Consider the world of typefaces, for instance. There are book faces and advertising faces, there are sans-serif faces and faces with serifs, there are “old style”, “transitional”, and “modern” faces, and many other ways of classifying typefaces exist. For any standard typeface, there are roman and italic varieties, and each one comes in many different point sizes and weights, and specialists can add shadings of various types.

In most domains, familiarity with even three or four levels can be a quite telling sign of knowledge. Novices often remain stuck at only two levels — a genus and some species within it — and the construction of just one more level may be a crucial conceptual leap ahead. As we will see later in this chapter, and even more clearly in the final chapter, the leap upwards to a new general category — a vertical slippage, so to speak — can open up important perspectives, whether in the simplest activities of everyday life or in the most exalted of scientific discoveries.

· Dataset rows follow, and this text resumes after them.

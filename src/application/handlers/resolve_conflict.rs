//! Conflict resolution.
//!
//! A conflict stays attached to the form until the user deals with it;
//! resolving one may change field values, so disclosure is re-evaluated
//! afterwards.

use std::sync::Arc;

use thiserror::Error;

use crate::domain::foundation::{ConflictId, DomainError, ErrorCode, SessionId};
use crate::domain::form::AiFormContext;
use crate::domain::validation::ConflictResolution;
use crate::ports::{ContextStore, ContextStoreError, EngineEvent, EventPublisher};

use crate::application::engine::FormEngine;

/// Errors raised while resolving a conflict.
#[derive(Debug, Error)]
pub enum ResolveError {
    #[error(transparent)]
    Store(#[from] ContextStoreError),

    #[error("No such conflict: {0}")]
    ConflictNotFound(ConflictId),
}

impl ResolveError {
    /// Maps the error onto the coded envelope exposed at the API
    /// boundary.
    pub fn to_domain_error(&self) -> DomainError {
        match self {
            ResolveError::ConflictNotFound(id) => {
                DomainError::new(ErrorCode::ConflictNotFound, self.to_string())
                    .with_detail("conflict_id", id.as_str())
            }
            ResolveError::Store(ContextStoreError::NotFound(_)) => {
                DomainError::new(ErrorCode::SessionNotFound, self.to_string())
            }
            ResolveError::Store(ContextStoreError::SerializationFailed(_)) => {
                DomainError::new(ErrorCode::SerializationError, self.to_string())
            }
            ResolveError::Store(ContextStoreError::Backend(_)) => {
                DomainError::new(ErrorCode::InternalError, self.to_string())
            }
        }
    }
}

/// Applies the user's decision to an open conflict.
pub struct ResolveConflictHandler {
    context_store: Arc<dyn ContextStore>,
    events: Arc<dyn EventPublisher>,
}

impl ResolveConflictHandler {
    pub fn new(context_store: Arc<dyn ContextStore>, events: Arc<dyn EventPublisher>) -> Self {
        Self {
            context_store,
            events,
        }
    }

    pub async fn handle(
        &self,
        engine: &FormEngine,
        session_id: SessionId,
        conflict_id: &ConflictId,
        resolution: ConflictResolution,
    ) -> Result<AiFormContext, ResolveError> {
        let context = self.context_store.load(session_id).await?;

        if !context.conflicts.iter().any(|c| &c.id == conflict_id) {
            return Err(ResolveError::ConflictNotFound(conflict_id.clone()));
        }

        let mut context = match resolution {
            ConflictResolution::ReplaceValue { field, value } => {
                context.apply_field(field, value)
            }
            ConflictResolution::KeepCurrent | ConflictResolution::Dismiss => context,
        };

        for conflict in &mut context.conflicts {
            if &conflict.id == conflict_id {
                conflict.resolved = true;
            }
        }

        // Resolution may have changed values; re-derive what is visible.
        if engine.progressive_enabled() {
            let states = engine.evaluate_disclosure(&context.disclosure);
            context.visible_fields = engine.visible_fields(&states);
            context.recommendations = engine.recommend(&context.disclosure);
        }

        self.context_store.save(&context).await?;
        let _ = self
            .events
            .publish(EngineEvent::ConflictResolved {
                session_id,
                conflict_id: conflict_id.clone(),
            })
            .await;

        Ok(context)
    }
}
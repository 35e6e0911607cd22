//! Safety monitoring - metrics, trigger table, and the monitor itself.

mod metrics;
mod monitor;
mod triggers;

pub use metrics::SafetyMetrics;
pub use monitor::{OperationKind, SafetyEvent, SafetyMonitor, TriggerFiring};
pub use triggers::{
    SafetyAction, SafetyTrigger, TriggerInput, TriggerKind, ERROR_RATE_LIMIT, ERROR_RATE_WARMUP,
    MAX_CONFIDENCE_DRIFT, MAX_CONSECUTIVE_FAILURES, MIN_AVERAGE_CONFIDENCE, TRIGGERS,
};
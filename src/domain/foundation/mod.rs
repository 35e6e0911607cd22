//! Foundation module - Shared domain primitives.
//!
//! Contains value objects, identifiers, enums, and error types
//! that form the vocabulary of the Scholar Compass domain.

mod confidence;
mod errors;
mod expertise;
mod field;
mod ids;
mod timestamp;

pub use confidence::Confidence;
pub use errors::{DomainError, ErrorCode, ValidationError};
pub use expertise::ExpertiseLevel;
pub use field::{FieldId, FieldValue};
pub use ids::{ConflictId, SessionId, SnapshotId, UserId};
pub use timestamp::Timestamp;
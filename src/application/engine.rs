//! The per-session form engine.
//!
//! Owns everything stateful about one session: the disclosure evaluator,
//! the snapshot store, the safety monitor, and the degradation switches.
//! Handlers drive it; it never touches the context store itself.

use std::collections::BTreeMap;
use std::sync::Arc;

use thiserror::Error;
use tracing::{info, warn};

use crate::config::EngineConfig;
use crate::domain::disclosure::{
    DisclosureContext, DisclosureEvaluator, FieldDisclosureState, FieldRecommendation,
    RecommendationGenerator, CANONICAL_FIELD_ORDER,
};
use crate::domain::form::AiFormContext;
use crate::domain::foundation::{Confidence, FieldId, FieldValue, SessionId, SnapshotId};
use crate::domain::safety::{
    OperationKind, SafetyAction, SafetyEvent, SafetyMetrics, SafetyMonitor, TriggerFiring,
    TriggerKind,
};
use crate::domain::snapshot::{
    AiStateSummary, FormStateSnapshot, ProgressiveStateSummary, SnapshotError, SnapshotInfo,
    SnapshotLookup, SnapshotStore,
};
use crate::ports::{EngineEvent, EventPublisher};

/// Errors raised by engine operations.
#[derive(Debug, Error)]
pub enum EngineError {
    #[error(transparent)]
    Snapshot(#[from] SnapshotError),
}

/// What the safety layer did in response to one recorded outcome.
#[derive(Debug, Default)]
pub struct SafetyReport {
    /// Triggers that fired on this outcome.
    pub firings: Vec<TriggerFiring>,
    /// Snapshot restored by an automatic rollback, if one happened.
    pub restored: Option<FormStateSnapshot>,
    /// True when this outcome pushed the session into emergency mode.
    pub emergency_activated: bool,
}

impl SafetyReport {
    pub fn is_quiet(&self) -> bool {
        self.firings.is_empty()
    }
}

/// Heuristic confidence for a directly entered value.
///
/// User input is trusted more than inference, but sparse input still
/// reads as uncertain: a two-word description says less than a paragraph.
pub fn heuristic_confidence(value: &FieldValue) -> Confidence {
    match value {
        FieldValue::Empty => Confidence::new(0.2),
        FieldValue::Text(text) => {
            let len = text.trim().len() as f64;
            Confidence::new(0.4 + (len / 100.0).min(0.5))
        }
        FieldValue::Number(n) if *n > 0.0 => Confidence::new(0.9),
        FieldValue::Number(_) => Confidence::NEUTRAL,
        FieldValue::Flag(_) => Confidence::new(0.8),
    }
}

/// Stateful engine for one form-filling session.
pub struct FormEngine {
    session_id: SessionId,
    config: EngineConfig,
    evaluator: DisclosureEvaluator,
    snapshots: SnapshotStore,
    monitor: SafetyMonitor,
    events: Arc<dyn EventPublisher>,
    scorer: fn(&FieldValue) -> Confidence,
    ai_enabled: bool,
    progressive_enabled: bool,
    emergency: bool,
    updates_since_snapshot: u64,
}

impl FormEngine {
    pub fn new(
        session_id: SessionId,
        config: EngineConfig,
        events: Arc<dyn EventPublisher>,
    ) -> Self {
        let snapshots = SnapshotStore::with_capacity(
            session_id,
            config.snapshot_capacity,
            config.rollback_confidence_floor,
        );
        let monitor = SafetyMonitor::with_baseline(Confidence::new(config.confidence_baseline));
        Self {
            session_id,
            config,
            evaluator: DisclosureEvaluator::canonical(),
            snapshots,
            monitor,
            events,
            scorer: heuristic_confidence,
            ai_enabled: true,
            progressive_enabled: true,
            emergency: false,
            updates_since_snapshot: 0,
        }
    }

    pub fn session_id(&self) -> SessionId {
        self.session_id
    }

    pub fn config(&self) -> &EngineConfig {
        &self.config
    }

    pub fn ai_enabled(&self) -> bool {
        self.ai_enabled && !self.emergency
    }

    pub fn progressive_enabled(&self) -> bool {
        self.progressive_enabled && !self.emergency
    }

    pub fn is_emergency(&self) -> bool {
        self.emergency
    }

    pub fn safety_metrics(&self) -> &SafetyMetrics {
        self.monitor.metrics()
    }

    pub fn safety_events(&self) -> &[SafetyEvent] {
        self.monitor.events()
    }

    /// Scores a field value with the engine's confidence heuristic.
    pub fn score_value(&self, value: &FieldValue) -> Confidence {
        (self.scorer)(value)
    }

    /// Evaluates disclosure for every canonical field plus any extra
    /// fields present in the form data.
    pub fn evaluate_disclosure(
        &self,
        ctx: &DisclosureContext,
    ) -> BTreeMap<FieldId, FieldDisclosureState> {
        let mut states = BTreeMap::new();
        for field in CANONICAL_FIELD_ORDER.iter() {
            states.insert(field.clone(), self.evaluator.evaluate_field(field, ctx));
        }
        for field in ctx.form_data.keys() {
            if !states.contains_key(field) {
                states.insert(field.clone(), self.evaluator.evaluate_field(field, ctx));
            }
        }
        states
    }

    /// Fields the current disclosure pass marks visible, in canonical
    /// order.
    pub fn visible_fields(
        &self,
        states: &BTreeMap<FieldId, FieldDisclosureState>,
    ) -> Vec<FieldId> {
        let mut fields: Vec<(&FieldId, &FieldDisclosureState)> =
            states.iter().filter(|(_, s)| s.is_visible).collect();
        fields.sort_by_key(|(_, s)| s.suggested_order);
        fields.into_iter().map(|(f, _)| f.clone()).collect()
    }

    /// Recommends the next fields to surface.
    pub fn recommend(&self, ctx: &DisclosureContext) -> Vec<FieldRecommendation> {
        RecommendationGenerator::new(&self.evaluator)
            .recommend_next_fields(ctx, self.config.recommendation_limit)
    }

    /// Creates a checkpoint of the current context, optionally labelled.
    pub async fn create_snapshot(
        &mut self,
        context: &AiFormContext,
        label: Option<&str>,
    ) -> Result<SnapshotId, EngineError> {
        let (ai_state, progressive_state) = summarize(context);
        let id = self.snapshots.create_snapshot(
            &context.disclosure.form_data,
            &ai_state,
            &progressive_state,
            label,
        )?;
        self.updates_since_snapshot = 0;
        self.publish(EngineEvent::SnapshotCreated {
            session_id: self.session_id,
            snapshot_id: id.clone(),
        })
        .await;
        Ok(id)
    }

    /// Counts one applied update and snapshots automatically when the
    /// configured interval is reached.
    pub async fn maybe_interval_snapshot(
        &mut self,
        context: &AiFormContext,
    ) -> Result<Option<SnapshotId>, EngineError> {
        let Some(interval) = self.config.snapshot_interval else {
            return Ok(None);
        };
        self.updates_since_snapshot += 1;
        if self.updates_since_snapshot < interval {
            return Ok(None);
        }
        let id = self.create_snapshot(context, None).await?;
        Ok(Some(id))
    }

    /// Rolls back to a specific snapshot. Corrupt snapshots count as
    /// integrity failures and feed the safety monitor.
    pub async fn rollback_to(&mut self, id: &SnapshotId) -> Option<FormStateSnapshot> {
        match self.snapshots.lookup(id) {
            SnapshotLookup::Restored(snapshot) => {
                self.publish(EngineEvent::RollbackPerformed {
                    session_id: self.session_id,
                    snapshot_id: id.clone(),
                })
                .await;
                Some(*snapshot)
            }
            SnapshotLookup::Corrupted => {
                warn!(session_id = %self.session_id, snapshot_id = %id, "corrupt snapshot");
                let firings = self.monitor.record_corruption();
                self.execute_actions(&firings).await;
                None
            }
            SnapshotLookup::NotFound => None,
        }
    }

    /// Rolls back to the best qualifying snapshot, if any.
    pub async fn rollback_to_last_good_state(&mut self) -> Option<FormStateSnapshot> {
        let snapshot = self.snapshots.rollback_to_last_good_state()?;
        self.publish(EngineEvent::RollbackPerformed {
            session_id: self.session_id,
            snapshot_id: snapshot.id.clone(),
        })
        .await;
        Some(snapshot)
    }

    /// Lists stored snapshots, oldest first.
    pub fn snapshots(&self) -> Vec<SnapshotInfo> {
        self.snapshots.snapshots()
    }

    /// Records one operation outcome and executes whatever the safety
    /// monitor demands.
    pub async fn record_outcome(
        &mut self,
        kind: OperationKind,
        success: bool,
        confidence: Confidence,
    ) -> SafetyReport {
        let firings = self.monitor.record_operation(kind, success, confidence);
        self.execute_actions(&firings).await
    }

    /// Records an invalid-state observation (always an emergency).
    pub async fn flag_invalid_state(&mut self) -> SafetyReport {
        let firings = self.monitor.flag_invalid_state();
        self.execute_actions(&firings).await
    }

    /// Re-arms the session after a recovery. Safety state and switches
    /// reset; stored snapshots are kept so history survives the reset.
    pub async fn reset(&mut self) {
        self.monitor.reset();
        self.ai_enabled = true;
        self.progressive_enabled = true;
        self.emergency = false;
        self.updates_since_snapshot = 0;
        self.publish(EngineEvent::SessionReset {
            session_id: self.session_id,
        })
        .await;
        info!(session_id = %self.session_id, "session reset");
    }

    async fn execute_actions(&mut self, firings: &[TriggerFiring]) -> SafetyReport {
        let mut report = SafetyReport {
            firings: firings.to_vec(),
            ..Default::default()
        };

        for firing in firings {
            self.publish(EngineEvent::SafetyTriggerFired {
                session_id: self.session_id,
                kind: firing.kind,
                action: firing.action,
            })
            .await;

            match firing.action {
                SafetyAction::DisableAi => {
                    self.ai_enabled = false;
                }
                SafetyAction::DisableProgressive => {
                    self.progressive_enabled = false;
                }
                SafetyAction::FullEmergency => {
                    self.enter_emergency(&mut report).await;
                }
                SafetyAction::Rollback => {
                    match self.snapshots.rollback_to_last_good_state() {
                        Some(snapshot) => {
                            self.publish(EngineEvent::RollbackPerformed {
                                session_id: self.session_id,
                                snapshot_id: snapshot.id.clone(),
                            })
                            .await;
                            report.restored = Some(snapshot);
                        }
                        None => {
                            // An integrity problem with nothing safe to
                            // restore leaves only one option.
                            if firing.kind == TriggerKind::DataIntegrity {
                                warn!(
                                    session_id = %self.session_id,
                                    "no rollback target after integrity failure"
                                );
                                self.enter_emergency(&mut report).await;
                            }
                        }
                    }
                }
            }
        }

        report
    }

    async fn enter_emergency(&mut self, report: &mut SafetyReport) {
        if self.emergency {
            return;
        }
        self.emergency = true;
        report.emergency_activated = true;
        warn!(session_id = %self.session_id, "emergency mode activated");
        self.publish(EngineEvent::EmergencyActivated {
            session_id: self.session_id,
        })
        .await;
    }

    async fn publish(&self, event: EngineEvent) {
        // Events are observational; a publish failure is logged, never
        // propagated.
        if let Err(e) = self.events.publish(event).await {
            warn!(session_id = %self.session_id, error = %e, "event publish failed");
        }
    }
}

/// Builds the snapshot summaries from a live context.
pub fn summarize(context: &AiFormContext) -> (AiStateSummary, ProgressiveStateSummary) {
    let ai_state = AiStateSummary {
        phase: context.disclosure.current_phase.clone(),
        completed_sections: context
            .disclosure
            .completed_fields
            .iter()
            .map(|f| f.as_str().to_string())
            .collect(),
        confidence_scores: context.disclosure.confidence_scores.clone(),
        inferred_data: BTreeMap::new(),
    };
    let progressive_state = ProgressiveStateSummary {
        context: context.disclosure.clone(),
        visible_fields: context.visible_fields.clone(),
        expertise: context.disclosure.expertise,
    };
    (ai_state, progressive_state)
}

It would be wrong to suppose that one particular way of cutting up a domain into categories is “the right one”. Any nontrivial domain is going to admit of rival category systems that allow it to be sliced along different sets of axes. Take the world of dogs, for instance. Many other ways of categorizing dogs exist than those that are considered “official”, and each different breakdown comes from a particular way of dealing with dogs. Hunters have one, veterinarians have another, dog-show organizers yet another, not to mention pet-store sales clerks or directors of zoos — and each of these people will have built up an expert-style organization of categories in their head, made by creating new categories and by inserting new levels where useful. It’s almost certain that they will have different systems of categories and will organize them differently, and none of the systems will coincide with the official zoological set of categories.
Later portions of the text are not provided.